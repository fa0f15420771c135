//! Housing API endpoints
//!
//! - GET /api/v1/housing - List with search and filters
//! - POST /api/v1/housing - Create a listing
//! - PUT /api/v1/housing/{id} - Update own listing
//! - DELETE /api/v1/housing/{id} - Delete own listing

use axum::{
    extract::{Path, Query, State},
    http::StatusCode,
    response::IntoResponse,
    routing::get,
    Json, Router,
};
use serde::Deserialize;

use crate::api::middleware::{ApiError, AppState, AuthenticatedUser};
use crate::models::{CreateHousingInput, HousingListing, UpdateHousingInput};
use crate::services::HousingFilters;

/// Query parameters for the housing list
#[derive(Debug, Deserialize, Default)]
pub struct HousingQuery {
    #[serde(default)]
    pub search: String,
    /// "min-max" or "min+"
    pub price_range: Option<String>,
    pub available_from: Option<chrono::NaiveDate>,
}

impl From<HousingQuery> for HousingFilters {
    fn from(query: HousingQuery) -> Self {
        Self {
            price_range: query.price_range.filter(|s| !s.is_empty()),
            available_from: query.available_from,
        }
    }
}

/// Build the housing router
pub fn router() -> Router<AppState> {
    Router::new()
        .route("/", get(list_housing).post(create_housing))
        .route("/{id}", axum::routing::put(update_housing).delete(delete_housing))
}

/// GET /api/v1/housing - List listings, filtered in memory
async fn list_housing(
    State(state): State<AppState>,
    Query(query): Query<HousingQuery>,
) -> Result<Json<Vec<HousingListing>>, ApiError> {
    let search = query.search.clone();
    let filters: HousingFilters = query.into();

    let listings = state.housing_service.list(&search, &filters).await?;
    Ok(Json(listings))
}

/// POST /api/v1/housing - Create a listing
async fn create_housing(
    State(state): State<AppState>,
    user: AuthenticatedUser,
    Json(body): Json<CreateHousingInput>,
) -> Result<impl IntoResponse, ApiError> {
    let listing = state.housing_service.create(&user.0, body).await?;
    Ok((StatusCode::CREATED, Json(listing)))
}

/// PUT /api/v1/housing/{id} - Update own listing
async fn update_housing(
    State(state): State<AppState>,
    user: AuthenticatedUser,
    Path(id): Path<i64>,
    Json(body): Json<UpdateHousingInput>,
) -> Result<Json<HousingListing>, ApiError> {
    let listing = state.housing_service.update(&user.0, id, body).await?;
    Ok(Json(listing))
}

/// DELETE /api/v1/housing/{id} - Delete own listing
async fn delete_housing(
    State(state): State<AppState>,
    user: AuthenticatedUser,
    Path(id): Path<i64>,
) -> Result<StatusCode, ApiError> {
    state.housing_service.delete(&user.0, id).await?;
    Ok(StatusCode::NO_CONTENT)
}
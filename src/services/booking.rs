//! Booking service
//!
//! Business logic for mentoring bookings: creating a booking from a chosen
//! date, time slot and duration, listing a user's upcoming and past
//! bookings, and the cancel/complete transitions with their payment-status
//! side effects.

use crate::db::repositories::{BookingRepository, MentorRepository};
use crate::models::{Booking, BookingStatus, CreateBookingInput, PaymentStatus, User};
use anyhow::Context;
use chrono::{NaiveDate, Utc};
use std::sync::Arc;

/// Which tab of the sessions page is being listed
#[derive(Debug, Clone, Copy, PartialEq, Eq, Default)]
pub enum BookingTab {
    /// Dated today or later and not canceled
    #[default]
    Upcoming,
    /// Gone by, completed, or canceled
    Past,
}

/// Error types for booking operations
#[derive(Debug, thiserror::Error)]
pub enum BookingServiceError {
    /// Booking or mentor does not exist
    #[error("{0} not found")]
    NotFound(&'static str),

    /// Caller does not own the booking
    #[error("Only the booking owner may do that")]
    Forbidden,

    /// Missing or invalid booking fields
    #[error("Validation error: {0}")]
    ValidationError(String),

    /// Internal error
    #[error("Internal error: {0}")]
    InternalError(#[from] anyhow::Error),
}

/// Booking service
pub struct BookingService {
    booking_repo: Arc<dyn BookingRepository>,
    mentor_repo: Arc<dyn MentorRepository>,
}

impl BookingService {
    /// Create a new booking service
    pub fn new(
        booking_repo: Arc<dyn BookingRepository>,
        mentor_repo: Arc<dyn MentorRepository>,
    ) -> Self {
        Self {
            booking_repo,
            mentor_repo,
        }
    }

    /// Book a session with a mentor.
    ///
    /// Requires a date and a non-empty time slot; the amount is fixed at
    /// booking time as `hourly_rate x duration / 60`. New bookings start
    /// `upcoming` with payment `pending`.
    pub async fn book(
        &self,
        user: &User,
        input: CreateBookingInput,
    ) -> Result<Booking, BookingServiceError> {
        let date = input.date.ok_or_else(|| {
            BookingServiceError::ValidationError("Please select a date".to_string())
        })?;
        let time_slot = input
            .time_slot
            .filter(|slot| !slot.trim().is_empty())
            .ok_or_else(|| {
                BookingServiceError::ValidationError("Please select a time slot".to_string())
            })?;
        if input.duration_minutes <= 0 {
            return Err(BookingServiceError::ValidationError(
                "Duration must be positive".to_string(),
            ));
        }

        let mentor = self
            .mentor_repo
            .get_by_id(input.mentor_id)
            .await
            .context("Failed to load mentor")?
            .ok_or(BookingServiceError::NotFound("Mentor"))?;

        let booking = Booking {
            id: 0,
            mentor_id: mentor.id,
            user_id: user.id,
            date,
            time_slot,
            duration_minutes: input.duration_minutes,
            status: BookingStatus::Upcoming,
            payment_status: PaymentStatus::Pending,
            amount: Booking::compute_amount(mentor.hourly_rate, input.duration_minutes),
            currency: mentor.currency.clone(),
            notes: input.notes,
            created_at: Utc::now(),
        };

        let created = self
            .booking_repo
            .create(&booking)
            .await
            .context("Failed to create booking")?;

        Ok(created)
    }

    /// List the user's bookings for one tab, optionally narrowed to a
    /// single status. Upcoming bookings come soonest first, past bookings
    /// most recent first.
    pub async fn list(
        &self,
        user: &User,
        tab: BookingTab,
        status: Option<BookingStatus>,
    ) -> Result<Vec<Booking>, BookingServiceError> {
        let today = Utc::now().date_naive();
        self.list_as_of(user, tab, status, today).await
    }

    /// `list` with an explicit "today", so the split is testable
    pub async fn list_as_of(
        &self,
        user: &User,
        tab: BookingTab,
        status: Option<BookingStatus>,
        today: NaiveDate,
    ) -> Result<Vec<Booking>, BookingServiceError> {
        let all = self
            .booking_repo
            .list_by_user(user.id)
            .await
            .context("Failed to load bookings")?;

        let mut bookings: Vec<Booking> = all
            .into_iter()
            .filter(|booking| match tab {
                BookingTab::Upcoming => !booking.is_past(today),
                BookingTab::Past => booking.is_past(today),
            })
            .filter(|booking| status.map_or(true, |s| booking.status == s))
            .collect();

        if tab == BookingTab::Past {
            bookings.reverse();
        }

        Ok(bookings)
    }

    /// Cancel a booking: status `canceled`, payment `refunded`
    pub async fn cancel(&self, user: &User, id: i64) -> Result<Booking, BookingServiceError> {
        let booking = self.get_owned(user, id).await?;

        if booking.status != BookingStatus::Upcoming {
            return Err(BookingServiceError::ValidationError(
                "Only upcoming sessions can be canceled".to_string(),
            ));
        }

        self.booking_repo
            .set_status(id, BookingStatus::Canceled, PaymentStatus::Refunded)
            .await
            .context("Failed to cancel booking")?;

        self.reload(id).await
    }

    /// Mark a booking completed: status `completed`, payment `paid`
    pub async fn complete(&self, user: &User, id: i64) -> Result<Booking, BookingServiceError> {
        let booking = self.get_owned(user, id).await?;

        if booking.status != BookingStatus::Upcoming {
            return Err(BookingServiceError::ValidationError(
                "Only upcoming sessions can be completed".to_string(),
            ));
        }

        self.booking_repo
            .set_status(id, BookingStatus::Completed, PaymentStatus::Paid)
            .await
            .context("Failed to complete booking")?;

        self.reload(id).await
    }

    async fn get_owned(&self, user: &User, id: i64) -> Result<Booking, BookingServiceError> {
        let booking = self
            .booking_repo
            .get_by_id(id)
            .await
            .context("Failed to load booking")?
            .ok_or(BookingServiceError::NotFound("Booking"))?;

        if !user.owns(booking.user_id) {
            return Err(BookingServiceError::Forbidden);
        }

        Ok(booking)
    }

    async fn reload(&self, id: i64) -> Result<Booking, BookingServiceError> {
        self.booking_repo
            .get_by_id(id)
            .await
            .context("Failed to reload booking")?
            .ok_or(BookingServiceError::NotFound("Booking"))
    }
}

#[cfg(test)]
mod tests {
    use super::*;
    use crate::db::repositories::{
        MentorRepository, SqlxBookingRepository, SqlxMentorRepository, SqlxUserRepository,
        UserRepository,
    };
    use crate::db::{create_test_pool, migrations};
    use crate::models::{Availability, Mentor, UserRole};

    async fn setup() -> (BookingService, i64, User, User) {
        let pool = create_test_pool().await.expect("Failed to create test pool");
        migrations::run_migrations(&pool)
            .await
            .expect("Failed to run migrations");

        let users = SqlxUserRepository::new(pool.clone());
        let mentor_user = users
            .create(&User::new("mentor@example.com".to_string(), "hash".to_string(), UserRole::Abroad))
            .await
            .unwrap();
        let student = users
            .create(&User::new("student@example.com".to_string(), "hash".to_string(), UserRole::Planning))
            .await
            .unwrap();

        let mentor_repo = SqlxMentorRepository::boxed(pool.clone());
        let mentor = mentor_repo
            .create(&Mentor {
                id: 0,
                user_id: mentor_user.id,
                name: "Akhil".to_string(),
                title: String::new(),
                bio: String::new(),
                expertise: vec![],
                hourly_rate: 45.0,
                currency: "USD".to_string(),
                rating: 0.0,
                review_count: 0,
                badges: vec![],
                languages: vec![],
                availability: Availability::default(),
                image_url: None,
                created_at: Utc::now(),
                updated_at: Utc::now(),
            })
            .await
            .unwrap();

        let service = BookingService::new(SqlxBookingRepository::boxed(pool), mentor_repo);
        (service, mentor.id, student, mentor_user)
    }

    fn booking_input(mentor_id: i64, date: Option<NaiveDate>, slot: Option<&str>) -> CreateBookingInput {
        CreateBookingInput {
            mentor_id,
            date,
            time_slot: slot.map(String::from),
            duration_minutes: 90,
            notes: None,
        }
    }

    fn future_date() -> NaiveDate {
        Utc::now().date_naive() + chrono::Duration::days(14)
    }

    #[tokio::test]
    async fn test_book_computes_amount_from_rate_and_duration() {
        let (service, mentor_id, student, _) = setup().await;

        let booking = service
            .book(&student, booking_input(mentor_id, Some(future_date()), Some("14:00")))
            .await
            .expect("Booking failed");

        // 45/h for 90 minutes
        assert_eq!(booking.amount, 67.5);
        assert_eq!(booking.status, BookingStatus::Upcoming);
        assert_eq!(booking.payment_status, PaymentStatus::Pending);
        assert_eq!(booking.currency, "USD");
    }

    #[tokio::test]
    async fn test_book_requires_date_and_slot() {
        let (service, mentor_id, student, _) = setup().await;

        let no_date = service
            .book(&student, booking_input(mentor_id, None, Some("14:00")))
            .await;
        assert!(matches!(no_date, Err(BookingServiceError::ValidationError(_))));

        let no_slot = service
            .book(&student, booking_input(mentor_id, Some(future_date()), None))
            .await;
        assert!(matches!(no_slot, Err(BookingServiceError::ValidationError(_))));

        let blank_slot = service
            .book(&student, booking_input(mentor_id, Some(future_date()), Some("  ")))
            .await;
        assert!(matches!(blank_slot, Err(BookingServiceError::ValidationError(_))));
    }

    #[tokio::test]
    async fn test_book_unknown_mentor() {
        let (service, _, student, _) = setup().await;

        let result = service
            .book(&student, booking_input(9999, Some(future_date()), Some("14:00")))
            .await;

        assert!(matches!(result, Err(BookingServiceError::NotFound("Mentor"))));
    }

    #[tokio::test]
    async fn test_cancel_refunds() {
        let (service, mentor_id, student, _) = setup().await;
        let booking = service
            .book(&student, booking_input(mentor_id, Some(future_date()), Some("14:00")))
            .await
            .unwrap();

        let canceled = service.cancel(&student, booking.id).await.expect("Cancel failed");

        assert_eq!(canceled.status, BookingStatus::Canceled);
        assert_eq!(canceled.payment_status, PaymentStatus::Refunded);

        // A canceled booking cannot be canceled again
        let again = service.cancel(&student, booking.id).await;
        assert!(matches!(again, Err(BookingServiceError::ValidationError(_))));
    }

    #[tokio::test]
    async fn test_complete_marks_paid() {
        let (service, mentor_id, student, _) = setup().await;
        let booking = service
            .book(&student, booking_input(mentor_id, Some(future_date()), Some("14:00")))
            .await
            .unwrap();

        let completed = service.complete(&student, booking.id).await.expect("Complete failed");

        assert_eq!(completed.status, BookingStatus::Completed);
        assert_eq!(completed.payment_status, PaymentStatus::Paid);
    }

    #[tokio::test]
    async fn test_only_owner_can_cancel() {
        let (service, mentor_id, student, mentor_user) = setup().await;
        let booking = service
            .book(&student, booking_input(mentor_id, Some(future_date()), Some("14:00")))
            .await
            .unwrap();

        let result = service.cancel(&mentor_user, booking.id).await;
        assert!(matches!(result, Err(BookingServiceError::Forbidden)));
    }

    #[tokio::test]
    async fn test_tabs_split_upcoming_and_past() {
        let (service, mentor_id, student, _) = setup().await;
        let today = Utc::now().date_naive();

        let upcoming = service
            .book(&student, booking_input(mentor_id, Some(future_date()), Some("14:00")))
            .await
            .unwrap();
        let canceled = service
            .book(&student, booking_input(mentor_id, Some(future_date()), Some("15:00")))
            .await
            .unwrap();
        service.cancel(&student, canceled.id).await.unwrap();

        let upcoming_tab = service
            .list_as_of(&student, BookingTab::Upcoming, None, today)
            .await
            .unwrap();
        assert_eq!(upcoming_tab.len(), 1);
        assert_eq!(upcoming_tab[0].id, upcoming.id);

        let past_tab = service
            .list_as_of(&student, BookingTab::Past, None, today)
            .await
            .unwrap();
        assert_eq!(past_tab.len(), 1);
        assert_eq!(past_tab[0].id, canceled.id);
    }

    #[tokio::test]
    async fn test_status_filter_narrows_tab() {
        let (service, mentor_id, student, _) = setup().await;
        let today = Utc::now().date_naive();

        let completed = service
            .book(&student, booking_input(mentor_id, Some(future_date()), Some("14:00")))
            .await
            .unwrap();
        service.complete(&student, completed.id).await.unwrap();
        let canceled = service
            .book(&student, booking_input(mentor_id, Some(future_date()), Some("15:00")))
            .await
            .unwrap();
        service.cancel(&student, canceled.id).await.unwrap();

        let only_completed = service
            .list_as_of(&student, BookingTab::Past, Some(BookingStatus::Completed), today)
            .await
            .unwrap();

        assert_eq!(only_completed.len(), 1);
        assert_eq!(only_completed[0].id, completed.id);
    }
}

:: What to do ::
Using the listing, filter for "CreateBookingInput" and return the matching lines.

:: Answer box ::
use crate::models::{Booking, BookingStatus, CreateBookingInput, PaymentStatus, User};
        input: CreateBookingInput,
    fn booking_input(mentor_id: i64, date: Option<NaiveDate>, slot: Option<&str>) -> CreateBookingInput {
        CreateBookingInput {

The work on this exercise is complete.